Let $F$ be a field, and $E$ be an extension of it. Let $p$ be a polynomial over $F$. We need to show that $$E \otimes_F \frac{F[x]}{(p)} \cong \frac{E[x]}{(p)}.$$
Here is what I thought : Consider the map $ E \times \frac{F[x]}{(p)} \to \frac{E[x]}{(p)} $ given by $(e, f + (p)) \mapsto ef + (p)$. This map is bilinear, thus by Universal property there exist an $F$-map $\phi:E \otimes_F \frac{F[x]}{(p)} \to \frac{E[x]}{(p)}$ such that $\phi(e \otimes f+ (p)) = ef + (p).$ I think that the map $\phi$ is an isomorphism, but I am not able to think of what the inverse is.

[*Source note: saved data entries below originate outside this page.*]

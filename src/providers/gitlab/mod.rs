//! GitLab provider.
//!
//! Projects live under nested groups, so the owner is the whole namespace path
//! and API calls address projects by their URL-encoded `namespace/name`.

mod models;

use std::any::Any;

use async_trait::async_trait;
use axum::body::Bytes;
use url::Url;

use crate::git::RepositoryPath;

use super::{
    api::{self, api_url},
    collect_modified_files, Provider, ProviderError, ProviderKind, PushEvent, WebhookRequest,
};

pub const DEFAULT_BASE_URL: &str = "https://gitlab.com";

const TOKEN_HEADER: &str = "X-Gitlab-Token";
const EVENT_HEADER: &str = "X-Gitlab-Event";
const PRIVATE_TOKEN_HEADER: &str = "PRIVATE-TOKEN";
const NEXT_PAGE_HEADER: &str = "X-Next-Page";
const PAGE_SIZE: &str = "100";

#[derive(Debug)]
pub struct GitLabProvider {
    base_url: Url,
    token: Option<String>,
    http: reqwest::Client,
}

impl GitLabProvider {
    pub fn new(base_url: Option<&str>, token: Option<String>) -> Result<Self, ProviderError> {
        Ok(Self {
            base_url: api::parse_base_url(base_url.unwrap_or(DEFAULT_BASE_URL))?,
            token,
            http: api::create_client()?,
        })
    }

    fn project_url(&self, owner: &str, repo: &str, segments: &[&str]) -> Result<Url, ProviderError> {
        let project_id = format!("{owner}/{repo}");
        let mut path = vec!["api", "v4", "projects", project_id.as_str()];
        path.extend_from_slice(segments);
        api_url(&self.base_url, path)
    }

    fn authorize(&self, request: reqwest::RequestBuilder) -> reqwest::RequestBuilder {
        match &self.token {
            Some(token) => request.header(PRIVATE_TOKEN_HEADER, token),
            None => request,
        }
    }

    async fn list_hooks(
        &self,
        owner: &str,
        repo: &str,
    ) -> Result<Vec<models::ProjectHook>, ProviderError> {
        let url = self.project_url(owner, repo, &["hooks"])?;
        api::fetch_json(self.authorize(self.http.get(url))).await
    }
}

#[async_trait]
impl Provider for GitLabProvider {
    fn kind(&self) -> ProviderKind {
        ProviderKind::GitLab
    }

    fn validate(
        &self,
        request: &WebhookRequest,
        secret: Option<&str>,
    ) -> Result<Bytes, ProviderError> {
        if let Some(secret) = secret {
            if request.header(TOKEN_HEADER) != Some(secret) {
                return Err(ProviderError::InvalidToken(TOKEN_HEADER));
            }
        }

        Ok(request.body().clone())
    }

    #[tracing::instrument(skip_all)]
    fn parse_push_event(
        &self,
        request: &WebhookRequest,
        payload: &[u8],
    ) -> Result<PushEvent, ProviderError> {
        if let Some(event) = request.header(EVENT_HEADER) {
            if event != "Push Hook" && event != "Tag Push Hook" {
                return Err(ProviderError::NotAPushEvent(event.into()));
            }
        }

        let push: models::PushEvent =
            serde_json::from_slice(payload).map_err(ProviderError::MalformedPayload)?;

        match push.object_kind.as_deref() {
            None | Some("push") | Some("tag_push") => {}
            Some(other) => return Err(ProviderError::NotAPushEvent(other.into())),
        }

        let project = RepositoryPath::new(&push.project.path_with_namespace).map_err(|e| {
            ProviderError::MalformedPayloadField("project.path_with_namespace".into(), e.to_string())
        })?;

        Ok(PushEvent {
            owner: project.owner().into(),
            repo: project.name().into(),
            reference: push.reference,
            after: push.after,
            modified_files: collect_modified_files(&push.commits),
        })
    }

    async fn download_file(
        &self,
        owner: &str,
        repo: &str,
        reference: &str,
        path: &str,
    ) -> Result<Vec<u8>, ProviderError> {
        let path = path.trim_start_matches('/');
        let mut url = self.project_url(owner, repo, &["repository", "files", path, "raw"])?;
        url.query_pairs_mut().append_pair("ref", reference);

        api::fetch_file(self.authorize(self.http.get(url)), path, reference).await
    }

    async fn list_files(
        &self,
        owner: &str,
        repo: &str,
        reference: &str,
    ) -> Result<Vec<String>, ProviderError> {
        let mut files = Vec::new();
        let mut page = String::from("1");

        loop {
            let mut url = self.project_url(owner, repo, &["repository", "tree"])?;
            url.query_pairs_mut()
                .append_pair("ref", reference)
                .append_pair("recursive", "true")
                .append_pair("per_page", PAGE_SIZE)
                .append_pair("page", &page);

            let response = api::send(self.authorize(self.http.get(url))).await?;
            let next_page = response
                .headers()
                .get(NEXT_PAGE_HEADER)
                .and_then(|v| v.to_str().ok())
                .map(|v| v.trim().to_owned())
                .filter(|v| !v.is_empty());

            let entries: Vec<models::TreeEntry> = response
                .json()
                .await
                .map_err(ProviderError::MalformedResponse)?;
            files.extend(
                entries
                    .into_iter()
                    .filter(|e| e.entry_type == "blob")
                    .map(|e| e.path),
            );

            match next_page {
                Some(next) => page = next,
                None => break,
            }
        }

        Ok(files)
    }

    async fn ensure_webhook(
        &self,
        owner: &str,
        repo: &str,
        url: &str,
        secret: Option<&str>,
    ) -> Result<(), ProviderError> {
        if let Some(hook) = self
            .list_hooks(owner, repo)
            .await?
            .into_iter()
            .find(|h| h.url == url)
        {
            tracing::warn!(id = hook.id, owner = owner, repo = repo, url = url, "webhook already registered");
            return Ok(());
        }

        let endpoint = self.project_url(owner, repo, &["hooks"])?;
        let hook: models::ProjectHook = api::fetch_json(
            self.authorize(self.http.post(endpoint))
                .json(&models::NewProjectHook {
                    url,
                    push_events: true,
                    tag_push_events: true,
                    token: secret,
                }),
        )
        .await?;

        tracing::info!(id = hook.id, owner = owner, repo = repo, url = url, "new webhook installed");
        Ok(())
    }

    fn as_any(&self) -> &dyn Any {
        self
    }
}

I feel that the above map is a natural bilinear map from $ E \times \frac{F[x]}{(p)} \to \frac{E[x]}{(p)} $, but in the other direction, if I have $g + (p) \in \frac{E[x]}{(p)},$ from $g$, I need to find a polynomial $f \in F[x]$ and an element $e \in E$ such that $g +(p) \mapsto e \otimes f+(p)$ is well defined and an $F$-map. I am not able to figure out any such natural map. Any help is appreciated.